Un Gorbachov consciente del colapso de la URSS, mucho más proclive a la reducción de arsenales atómicos y dispuesto a pedir ayuda para desplegar su 'Perestroika', como demostraron las Cumbres de Washington (diciembre de 1987), Moscú (mayo de 1988) y Malta (diciembre de 1989), anunciaba el principio del fin de la Guerra fría. La caída del Muro de Berlín, en noviembre de 1989, y acontecimientos como el fusilamiento de Nicolae Ceaucescu, presidente comunista de Rumanía, condicionaron sobremanera a los humoristas gráficos, que acogieron el final de ese periodo histórico con euforia y alegría, si bien algo más contenida en 'El País' debido a su fijación antiamericana.

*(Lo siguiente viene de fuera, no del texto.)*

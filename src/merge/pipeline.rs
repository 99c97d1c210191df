//! Merge pipeline orchestration
//!
//! Turns a session's recorded parts into the final media: concatenation,
//! audio cleanup, loudness normalization, muxing and derived outputs.

use super::ffmpeg::{self, Ffmpeg, MuxInputs};
use super::types::{MergeError, MergeInput, MergeOutput, MergeStep, StepUpdate};
use crate::capture::SourceKind;
use crate::config::ProcessingConfig;
use std::collections::BTreeMap;
use std::path::{Path, PathBuf};

/// Name of the scratch directory inside the session's output directory
const WORK_DIR: &str = ".merge";

/// Post-processing stage that combines part files into final media.
///
/// `on_step` sees `Started` then exactly one of `Completed`, `Skipped` or
/// `Failed` for every step it reports. `on_percent` is optional and only
/// called between a step's `Started` and its terminal update.
pub trait MergePipeline: Send + Sync {
    fn run(
        &self,
        input: &MergeInput,
        on_step: &dyn Fn(MergeStep, StepUpdate),
        on_percent: Option<&dyn Fn(MergeStep, f32)>,
    ) -> Result<MergeOutput, MergeError>;
}

/// Default pipeline shelling out to ffmpeg
#[derive(Debug, Clone)]
pub struct FfmpegMergePipeline {
    ffmpeg: Ffmpeg,
}

impl FfmpegMergePipeline {
    pub fn new(ffmpeg: Ffmpeg) -> Self {
        Self { ffmpeg }
    }

    pub fn from_config(config: &ProcessingConfig) -> Self {
        Self::new(Ffmpeg::new(&config.ffmpeg, &config.ffprobe))
    }

    /// Report a step around `f`, wrapping its error with the step name
    fn run_step<T>(
        step: MergeStep,
        on_step: &dyn Fn(MergeStep, StepUpdate),
        f: impl FnOnce() -> Result<T, MergeError>,
    ) -> Result<T, MergeError> {
        tracing::info!("Merge step {} started", step);
        on_step(step, StepUpdate::Started);
        match f() {
            Ok(value) => {
                on_step(step, StepUpdate::Completed);
                Ok(value)
            }
            Err(e) => {
                let message = e.to_string();
                tracing::error!("Merge step {} failed: {}", step, message);
                on_step(step, StepUpdate::Failed(message.clone()));
                Err(MergeError::Step { step, message })
            }
        }
    }

    fn skip(step: MergeStep, on_step: &dyn Fn(MergeStep, StepUpdate), reason: &str) {
        tracing::info!("Merge step {} skipped: {}", step, reason);
        on_step(step, StepUpdate::Skipped);
    }

    /// One file per source, concatenating multi-part sources into `work`
    fn concat_sources(
        &self,
        parts: &BTreeMap<SourceKind, Vec<PathBuf>>,
        work: &Path,
    ) -> Result<BTreeMap<SourceKind, PathBuf>, MergeError> {
        let mut streams = BTreeMap::new();
        for (kind, files) in parts {
            let joined = match files.as_slice() {
                [] => continue,
                [single] => single.clone(),
                many => {
                    let list = work.join(format!("{kind}.txt"));
                    std::fs::write(&list, ffmpeg::concat_list(many))?;
                    let ext = many[0]
                        .extension()
                        .and_then(|e| e.to_str())
                        .unwrap_or("mkv");
                    let output = work.join(format!("{kind}.{ext}"));
                    self.ffmpeg.run(&ffmpeg::concat_args(&list, &output))?;
                    tracing::debug!("Joined {} {} parts into {:?}", many.len(), kind, output);
                    output
                }
            };
            streams.insert(*kind, joined);
        }
        Ok(streams)
    }
}

/// Parts whose files actually exist, in order
fn existing_parts(input: &MergeInput) -> BTreeMap<SourceKind, Vec<PathBuf>> {
    input
        .parts
        .iter()
        .map(|(kind, files)| {
            let present: Vec<PathBuf> = files
                .iter()
                .filter(|p| {
                    let exists = p.is_file();
                    if !exists {
                        tracing::warn!("Skipping missing {} part {:?}", kind, p);
                    }
                    exists
                })
                .cloned()
                .collect();
            (*kind, present)
        })
        .filter(|(_, files)| !files.is_empty())
        .collect()
}

impl MergePipeline for FfmpegMergePipeline {
    fn run(
        &self,
        input: &MergeInput,
        on_step: &dyn Fn(MergeStep, StepUpdate),
        on_percent: Option<&dyn Fn(MergeStep, f32)>,
    ) -> Result<MergeOutput, MergeError> {
        tracing::info!("Starting merge pipeline for {:?}", input.output_dir);

        let parts = existing_parts(input);
        if parts.is_empty() {
            return Err(MergeError::NoInputs);
        }

        let work = input.output_dir.join(WORK_DIR);
        std::fs::create_dir_all(&work)?;
        let result = self.run_steps(input, &parts, &work, on_step, on_percent);

        if let Err(e) = std::fs::remove_dir_all(&work) {
            tracing::warn!("Failed to remove merge scratch directory {:?}: {}", work, e);
        }
        result
    }
}

impl FfmpegMergePipeline {
    fn run_steps(
        &self,
        input: &MergeInput,
        parts: &BTreeMap<SourceKind, Vec<PathBuf>>,
        work: &Path,
        on_step: &dyn Fn(MergeStep, StepUpdate),
        on_percent: Option<&dyn Fn(MergeStep, f32)>,
    ) -> Result<MergeOutput, MergeError> {
        let options = &input.options;

        // 1. Concat
        let streams = if parts.values().any(|files| files.len() > 1) {
            Self::run_step(MergeStep::Concat, on_step, || {
                self.concat_sources(parts, work)
            })?
        } else {
            Self::skip(MergeStep::Concat, on_step, "single part per source");
            parts
                .iter()
                .filter_map(|(kind, files)| files.first().map(|f| (*kind, f.clone())))
                .collect()
        };

        let mut audio = streams.get(&SourceKind::Audio).cloned();

        // 2. Denoise
        match &audio {
            Some(source) if options.denoise => {
                let denoised = work.join("audio_denoised.wav");
                Self::run_step(MergeStep::Denoise, on_step, || {
                    self.ffmpeg.run(&ffmpeg::denoise_args(source, &denoised))
                })?;
                audio = Some(denoised);
            }
            Some(_) => Self::skip(MergeStep::Denoise, on_step, "disabled"),
            None => Self::skip(MergeStep::Denoise, on_step, "no audio"),
        }

        // 3. Analyze + 4. Normalize
        match &audio {
            Some(source) if options.normalize => {
                let measured = Self::run_step(MergeStep::Analyze, on_step, || {
                    let stderr = self
                        .ffmpeg
                        .run(&ffmpeg::analyze_args(source, options.loudness_target))?;
                    ffmpeg::parse_loudnorm(&stderr)
                })?;
                tracing::info!(
                    "Measured loudness {} LUFS (target {})",
                    measured.input_i,
                    options.loudness_target
                );

                let normalized = work.join("audio_normalized.wav");
                Self::run_step(MergeStep::Normalize, on_step, || {
                    self.ffmpeg.run(&ffmpeg::normalize_args(
                        source,
                        &normalized,
                        options.loudness_target,
                        &measured,
                    ))
                })?;
                audio = Some(normalized);
            }
            _ => {
                let reason = if audio.is_some() { "disabled" } else { "no audio" };
                Self::skip(MergeStep::Analyze, on_step, reason);
                Self::skip(MergeStep::Normalize, on_step, reason);
            }
        }

        // 5. Merge
        let screen = streams.get(&SourceKind::Screen);
        let camera = streams.get(&SourceKind::Camera);
        let has_video = screen.is_some() || camera.is_some();
        let base = ffmpeg::slug(&input.title);
        let merged = input
            .output_dir
            .join(format!("{}.{}", base, if has_video { "mp4" } else { "m4a" }));

        let mux = MuxInputs {
            screen: screen.map(PathBuf::as_path),
            camera: camera.map(PathBuf::as_path),
            audio: audio.as_deref(),
            overlay: options.camera_overlay,
        };
        let duration = mux
            .screen
            .or(mux.camera)
            .or(mux.audio)
            .and_then(|p| self.ffmpeg.media_duration(p));

        Self::run_step(MergeStep::Merge, on_step, || {
            let report = |percent: f32| {
                if let Some(on_percent) = on_percent {
                    on_percent(MergeStep::Merge, percent);
                }
            };
            self.ffmpeg
                .run_with_progress(&ffmpeg::merge_args(mux, &merged), duration, &report)
        })?;

        // 6. Derive
        let derived_audio = match &audio {
            Some(source) if options.derive_audio && has_video => {
                let output = input.output_dir.join(format!("{base}.m4a"));
                Self::run_step(MergeStep::Derive, on_step, || {
                    self.ffmpeg.run(&ffmpeg::derive_audio_args(source, &output))
                })?;
                Some(output)
            }
            Some(_) if !has_video => {
                Self::skip(MergeStep::Derive, on_step, "merged output is already audio-only");
                None
            }
            Some(_) => {
                Self::skip(MergeStep::Derive, on_step, "disabled");
                None
            }
            None => {
                Self::skip(MergeStep::Derive, on_step, "no audio");
                None
            }
        };

        tracing::info!("Merge complete: {:?}", merged);
        Ok(MergeOutput {
            merged: Some(merged),
            derived_audio,
        })
    }
}

#[cfg(test)]
mod tests {
    use super::*;
    use crate::merge::types::ProcessingOptions;
    use parking_lot::Mutex;
    use tempfile::tempdir;

    fn broken_pipeline() -> FfmpegMergePipeline {
        FfmpegMergePipeline::new(Ffmpeg::new(
            "/nonexistent/ffmpeg",
            "/nonexistent/ffprobe",
        ))
    }

    fn input(dir: &Path, parts: BTreeMap<SourceKind, Vec<PathBuf>>) -> MergeInput {
        MergeInput {
            parts,
            output_dir: dir.to_path_buf(),
            title: "Demo".to_string(),
            options: ProcessingOptions {
                denoise: false,
                normalize: false,
                ..Default::default()
            },
        }
    }

    #[test]
    fn test_no_existing_parts_is_no_inputs() {
        let dir = tempdir().unwrap();
        let mut parts = BTreeMap::new();
        parts.insert(SourceKind::Screen, vec![dir.path().join("gone.mkv")]);

        let result = broken_pipeline().run(&input(dir.path(), parts), &|_, _| {}, None);
        assert!(matches!(result, Err(MergeError::NoInputs)));
    }

    #[test]
    fn test_step_order_and_failure_reporting() {
        let dir = tempdir().unwrap();
        let audio = dir.path().join("audio_part000.wav");
        std::fs::write(&audio, b"x").unwrap();
        let mut parts = BTreeMap::new();
        parts.insert(SourceKind::Audio, vec![audio]);

        let seen = Mutex::new(Vec::new());
        let result = broken_pipeline().run(
            &input(dir.path(), parts),
            &|step, update| seen.lock().push((step, update)),
            None,
        );

        assert!(matches!(
            result,
            Err(MergeError::Step {
                step: MergeStep::Merge,
                ..
            })
        ));
        let seen = seen.into_inner();
        let steps: Vec<MergeStep> = seen.iter().map(|(s, _)| *s).collect();
        assert_eq!(
            steps,
            vec![
                MergeStep::Concat,
                MergeStep::Denoise,
                MergeStep::Analyze,
                MergeStep::Normalize,
                MergeStep::Merge,
                MergeStep::Merge,
            ]
        );
        assert_eq!(seen[0].1, StepUpdate::Skipped);
        assert_eq!(seen[4].1, StepUpdate::Started);
        assert!(matches!(seen[5].1, StepUpdate::Failed(_)));
        // Scratch space is cleaned up even on failure
        assert!(!dir.path().join(WORK_DIR).exists());
    }

    #[test]
    fn test_multi_part_source_runs_concat_step() {
        let dir = tempdir().unwrap();
        let mut files = Vec::new();
        for i in 0..2 {
            let p = dir.path().join(format!("screen_part00{i}.mkv"));
            std::fs::write(&p, b"x").unwrap();
            files.push(p);
        }
        let mut parts = BTreeMap::new();
        parts.insert(SourceKind::Screen, files);

        let seen = Mutex::new(Vec::new());
        let result = broken_pipeline().run(
            &input(dir.path(), parts),
            &|step, update| seen.lock().push((step, update)),
            None,
        );

        assert!(matches!(
            result,
            Err(MergeError::Step {
                step: MergeStep::Concat,
                ..
            })
        ));
        let seen = seen.into_inner();
        assert_eq!(seen.len(), 2);
        assert_eq!(seen[0], (MergeStep::Concat, StepUpdate::Started));
    }
}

Viñeta de Oli en 'La Vanguardia' sobre la crisis del Golfo de Sirte de abril de 1986.
Viñeta de Oli en 'La Vanguardia' sobre la crisis del Golfo de Sirte de abril de 1986. / La Vanguardia

En efecto, si el derribo del Muro berlinés fue recibido por Mingote con una sarcástica burla al «No pasarán» del Partido Comunista y por 'Máximo' con dos triunfantes palomas de la paz sobre la Puerta de Brandemburgo, la muerte de Ceacescu, en diciembre de 1989, quedó reflejada en 'ABC' como la paz que traían las balas y en 'El País' con un doble desprecio: hacia George H. W. Bush, al que conminaba a volver a casa tras la invasión de Panamá, y a Ceaucescu, al que invitaba a no volver.

Los citados ejemplos y otros muchos que aparecen en el libro demuestran, como señala Coral Morera, la diferencia entre un modelo de humográfico más descriptivo y menos ligado a la opinión, como era el caso de 'La Vanguardia', y otro más coherente con la línea editorial, como ocurría en 'ABC' y 'El País'; pero todos ellos, en definitiva, vienen a refrendar «el poder del humor gráfico como instrumento de persuasión».